_PROBLEM DESCRIPTION_: Repeat nothing but the lines below running from the one containing "f.pad(self.as_str())" to the one containing "pub slots: &'static". Keep both end lines.

== RECORDS SUPPLIED ==

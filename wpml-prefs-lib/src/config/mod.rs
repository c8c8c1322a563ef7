use crate::error::ProcessorError;
use serde::Deserialize;
use std::path::PathBuf;

pub const DEFAULT_CONFIG_PATH: &str = "wpml-config.xml";

/// A `<custom-field>` entry. The text value is a field name, or a pattern
/// where `%` stands for one or more digits.
#[derive(Debug, Clone, Deserialize)]
pub struct CustomField {
    #[serde(rename = "@action", default)]
    pub action: Option<String>,
    #[serde(rename = "$text", default)]
    pub name: String,
}

#[derive(Debug, Default, Deserialize)]
pub struct CustomFields {
    #[serde(rename = "custom-field", default)]
    pub fields: Vec<CustomField>,
}

/// The subset of `wpml-config.xml` this tool reads. Every element other than
/// `<custom-fields>` under the root is skipped.
#[derive(Debug, Default, Deserialize)]
pub struct WpmlConfig {
    #[serde(rename = "custom-fields", default)]
    pub custom_fields: Vec<CustomFields>,
}

impl WpmlConfig {
    pub fn from_file<P: Into<PathBuf>>(path: P) -> Result<Self, ProcessorError> {
        let path = path.into();
        tracing::info!("Loading WPML config from {:?}", path);
        let xml = std::fs::read_to_string(&path)?;
        let config = Self::parse(&xml)?;
        tracing::info!("Successfully loaded WPML config: {}", path.display());
        Ok(config)
    }

    pub fn parse(xml: &str) -> Result<Self, ProcessorError> {
        let config: WpmlConfig = quick_xml::de::from_str(xml)?;
        tracing::debug!(
            "Parsed {} custom-fields block(s) with {} field(s)",
            config.custom_fields.len(),
            config.fields().count()
        );
        Ok(config)
    }

    /// All `<custom-field>` entries in document order.
    pub fn fields(&self) -> impl Iterator<Item = &CustomField> {
        self.custom_fields.iter().flat_map(|block| block.fields.iter())
    }
}

#[cfg(test)]
mod tests {
    use super::*;

    #[test]
    fn test_config_loading() {
        let config = WpmlConfig::from_file("../test-data/wpml-config.xml").unwrap();
        let names: Vec<&str> = config.fields().map(|f| f.name.as_str()).collect();
        assert!(names.contains(&"job_base_salary"));
        assert!(names.contains(&"job_attributes_%_job_attribute_value"));
    }

    #[test]
    fn test_skips_unrelated_sections() {
        let xml = r#"<?xml version="1.0" encoding="UTF-8"?>
<wpml-config>
    <custom-types>
        <custom-type translate="1">job</custom-type>
    </custom-types>
    <custom-fields>
        <custom-field action="copy">price</custom-field>
        <custom-field action="translate">gallery_%</custom-field>
    </custom-fields>
    <taxonomies>
        <taxonomy translate="1">job_category</taxonomy>
    </taxonomies>
</wpml-config>"#;
        let config = WpmlConfig::parse(xml).unwrap();
        let fields: Vec<&CustomField> = config.fields().collect();
        assert_eq!(fields.len(), 2);
        assert_eq!(fields[0].name, "price");
        assert_eq!(fields[0].action.as_deref(), Some("copy"));
        assert_eq!(fields[1].name, "gallery_%");
        assert_eq!(fields[1].action.as_deref(), Some("translate"));
    }

    #[test]
    fn test_multiple_custom_field_blocks() {
        let xml = r#"<wpml-config>
    <custom-fields>
        <custom-field action="copy">first</custom-field>
    </custom-fields>
    <custom-fields>
        <custom-field action="ignore">second</custom-field>
    </custom-fields>
</wpml-config>"#;
        let config = WpmlConfig::parse(xml).unwrap();
        let names: Vec<&str> = config.fields().map(|f| f.name.as_str()).collect();
        assert_eq!(names, vec!["first", "second"]);
    }

    #[test]
    fn test_missing_action_attribute() {
        let xml = r#"<wpml-config><custom-fields><custom-field>orphan</custom-field></custom-fields></wpml-config>"#;
        let config = WpmlConfig::parse(xml).unwrap();
        let field = config.fields().next().unwrap();
        assert_eq!(field.name, "orphan");
        assert!(field.action.is_none());
    }

    #[test]
    fn test_malformed_xml_fails() {
        let xml = r#"<wpml-config><custom-fields><custom-field action="copy">price</custom-fields>"#;
        assert!(matches!(
            WpmlConfig::parse(xml),
            Err(ProcessorError::Xml(_))
        ));
    }
}
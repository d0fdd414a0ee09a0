//! Meme template catalog and URL encoding.

mod catalog;
mod encode;

use std::fmt;
use std::str::FromStr;

use serde::{Deserialize, Serialize};

use crate::domain::AppError;

pub use catalog::{catalog, descriptor};
pub(crate) use encode::build_url;
pub use encode::{FALLBACK_URL, MEMEGEN_IMAGES_BASE, encode, encode_captions, escape_caption};

/// Supported memegen.link templates.
#[derive(Debug, Clone, Copy, PartialEq, Eq, Hash, PartialOrd, Ord, Serialize, Deserialize)]
pub enum TemplateId {
    #[serde(rename = "drake")]
    Drake,
    #[serde(rename = "db")]
    DistractedBoyfriend,
    #[serde(rename = "yuno")]
    Yuno,
    #[serde(rename = "spiderman")]
    Spiderman,
    #[serde(rename = "sadfrog")]
    SadFrog,
    #[serde(rename = "jd")]
    JosephDucreux,
    #[serde(rename = "slap")]
    Slap,
}

impl TemplateId {
    pub const ALL: [TemplateId; 7] = [
        TemplateId::Drake,
        TemplateId::DistractedBoyfriend,
        TemplateId::Yuno,
        TemplateId::Spiderman,
        TemplateId::SadFrog,
        TemplateId::JosephDucreux,
        TemplateId::Slap,
    ];

    /// Identifier used in memegen.link paths.
    pub fn as_str(&self) -> &'static str {
        match self {
            TemplateId::Drake => "drake",
            TemplateId::DistractedBoyfriend => "db",
            TemplateId::Yuno => "yuno",
            TemplateId::Spiderman => "spiderman",
            TemplateId::SadFrog => "sadfrog",
            TemplateId::JosephDucreux => "jd",
            TemplateId::Slap => "slap",
        }
    }

    pub fn descriptor(&self) -> &'static TemplateDescriptor {
        descriptor(*self)
    }

    pub fn caption_slot_count(&self) -> usize {
        self.descriptor().caption_slot_count()
    }
}

impl fmt::Display for TemplateId {
    fn fmt(&self, f: &mut fmt::Formatter<'_>) -> fmt::Result {
        f.pad(self.as_str())
    }
}

impl FromStr for TemplateId {
    type Err = AppError;

    fn from_str(s: &str) -> Result<Self, Self::Err> {
        TemplateId::ALL
            .into_iter()
            .find(|id| id.as_str() == s)
            .ok_or_else(|| AppError::UnknownTemplate(s.to_string()))
    }
}

/// Static description of a template, surfaced to the oracle as selection guidance.
#[derive(Debug, Clone, PartialEq, Eq, Serialize)]
pub struct TemplateDescriptor {
    pub id: TemplateId,
    pub name: &'static str,
    pub description: &'static str,
    /// Slot labels in URL order.
    pub slots: &'static [&'static str],
    /// One example caption per slot.
    pub example: &'static [&'static str],
}

impl TemplateDescriptor {
    pub fn caption_slot_count(&self) -> usize {
        self.slots.len()
    }

    /// Example captions paired with their slot labels.
    pub fn labelled_example(&self) -> impl Iterator<Item = (&'static str, &'static str)> + '_ {
        self.slots.iter().copied().zip(self.example.iter().copied())
    }
}
use crate::domain::{CaptionDraft, OracleError};
use crate::ports::{CaptionOracle, OracleRequest};
use std::collections::VecDeque;
use std::sync::{Arc, Mutex};

/// Oracle replaying queued outcomes and recording every request.
///
/// Once the script runs out every call fails with `EmptyResponse`.
#[derive(Debug, Clone, Default)]
pub struct ScriptedOracle {
    outcomes: Arc<Mutex<VecDeque<Result<CaptionDraft, OracleError>>>>,
    requests: Arc<Mutex<Vec<OracleRequest>>>,
}

impl ScriptedOracle {
    pub fn new() -> Self {
        Self::default()
    }

    pub fn then_ok(self, template: &str, captions: &[&str]) -> Self {
        let draft = CaptionDraft {
            template: template.to_string(),
            captions: captions.iter().map(|c| c.to_string()).collect(),
        };
        self.outcomes.lock().unwrap().push_back(Ok(draft));
        self
    }

    pub fn then_err(self, error: OracleError) -> Self {
        self.outcomes.lock().unwrap().push_back(Err(error));
        self
    }

    pub fn call_count(&self) -> usize {
        self.requests.lock().unwrap().len()
    }

    pub fn get_requests(&self) -> Vec<OracleRequest> {
        self.requests.lock().unwrap().clone()
    }
}

impl CaptionOracle for ScriptedOracle {
    fn generate(&self, request: &OracleRequest) -> Result<CaptionDraft, OracleError> {
        self.requests.lock().unwrap().push(request.clone());
        self.outcomes.lock().unwrap().pop_front().unwrap_or(Err(OracleError::EmptyResponse))
    }
}
//! Logging init: structured output on stderr so stdout carries only results.

use tracing_subscriber::EnvFilter;

/// Environment variable holding the log filter (`EnvFilter` syntax).
pub const LOG_ENV: &str = "MEMEBOT_LOG";

/// Install the global subscriber. Later calls are no-ops.
pub fn init_logging() {
    let env_filter = EnvFilter::try_from_env(LOG_ENV).unwrap_or_else(|_| EnvFilter::new("warn"));
    let _ = tracing_subscriber::fmt()
        .with_env_filter(env_filter)
        .with_writer(std::io::stderr)
        .with_ansi(false)
        .with_target(false)
        .try_init();
}
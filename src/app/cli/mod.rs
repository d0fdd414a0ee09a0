//! CLI Adapter.

use std::io::Read;
use std::path::{Path, PathBuf};

use clap::{Parser, Subcommand};

use crate::domain::AppError;

#[derive(Parser)]
#[command(name = "memebot")]
#[command(version)]
#[command(
    about = "Turn a chat transcript into a memegen.link meme URL",
    long_about = None
)]
struct Cli {
    #[command(subcommand)]
    command: Commands,
}

#[derive(Subcommand)]
enum Commands {
    /// Pick a template and captions for a transcript and print the meme URL
    #[clap(visible_alias = "g")]
    Generate {
        /// Config file (defaults to ./memebot.toml when present)
        #[arg(short, long)]
        config: Option<PathBuf>,
        /// Transcript file of `speaker: message` lines; reads stdin when omitted
        #[arg(short, long)]
        transcript: Option<PathBuf>,
    },
    /// Encode captions for a template into a meme URL
    #[clap(visible_alias = "e")]
    Encode {
        /// Template id (see `memebot templates`)
        template: String,
        /// One caption per template slot, in order
        #[arg(required = true)]
        captions: Vec<String>,
    },
    /// List supported templates
    #[clap(visible_alias = "t")]
    Templates {
        /// Print the catalog as JSON
        #[arg(long)]
        json: bool,
    },
    /// Print the system prompt and schema sent to the model
    Prompt,
}

/// Entry point for the CLI.
pub fn run() {
    dotenvy::dotenv().ok();
    crate::logging::init_logging();

    let cli = Cli::parse();

    let result: Result<(), AppError> = match cli.command {
        Commands::Generate { config, transcript } => {
            run_generate(config.as_deref(), transcript.as_deref())
        }
        Commands::Encode { template, captions } => run_encode(&template, &captions),
        Commands::Templates { json } => run_templates(json),
        Commands::Prompt => run_prompt(),
    };

    if let Err(e) = result {
        eprintln!("Error: {}", e);
        std::process::exit(1);
    }
}

fn run_generate(config: Option<&Path>, transcript: Option<&Path>) -> Result<(), AppError> {
    let transcript = match transcript {
        Some(path) => std::fs::read_to_string(path)?,
        None => {
            let mut buf = String::new();
            std::io::stdin().read_to_string(&mut buf)?;
            buf
        }
    };

    let url = crate::generate(transcript.trim_end(), config)?;
    println!("{}", url);
    Ok(())
}

fn run_encode(template: &str, captions: &[String]) -> Result<(), AppError> {
    let url = crate::encode(template, captions)?;
    println!("{}", url);
    Ok(())
}

fn run_templates(json: bool) -> Result<(), AppError> {
    let templates = crate::templates();
    if json {
        let out = serde_json::to_string_pretty(templates)
            .map_err(|e| AppError::config_error(format!("Failed to serialize catalog: {}", e)))?;
        println!("{}", out);
        return Ok(());
    }

    for t in templates {
        println!("{:<10} {:<22} {}", t.id, t.name, t.slots.join(" / "));
    }
    Ok(())
}

fn run_prompt() -> Result<(), AppError> {
    let preview = crate::prompt_preview()?;
    println!("{}", preview.system_prompt);
    println!();
    let schema = serde_json::to_string_pretty(&preview.schema)
        .map_err(|e| AppError::config_error(format!("Failed to serialize schema: {}", e)))?;
    println!("{}", schema);
    Ok(())
}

===

_EXERCISE SOLUTION_:
        f.pad(self.as_str())
    }
}

impl FromStr for TemplateId {
    type Err = AppError;

    fn from_str(s: &str) -> Result<Self, Self::Err> {
        TemplateId::ALL
            .into_iter()
            .find(|id| id.as_str() == s)
            .ok_or_else(|| AppError::UnknownTemplate(s.to_string()))
    }
}

/// Static description of a template, surfaced to the oracle as selection guidance.
#[derive(Debug, Clone, PartialEq, Eq, Serialize)]
pub struct TemplateDescriptor {
    pub id: TemplateId,
    pub name: &'static str,
    pub description: &'static str,
    /// Slot labels in URL order.
    pub slots: &'static [&'static str],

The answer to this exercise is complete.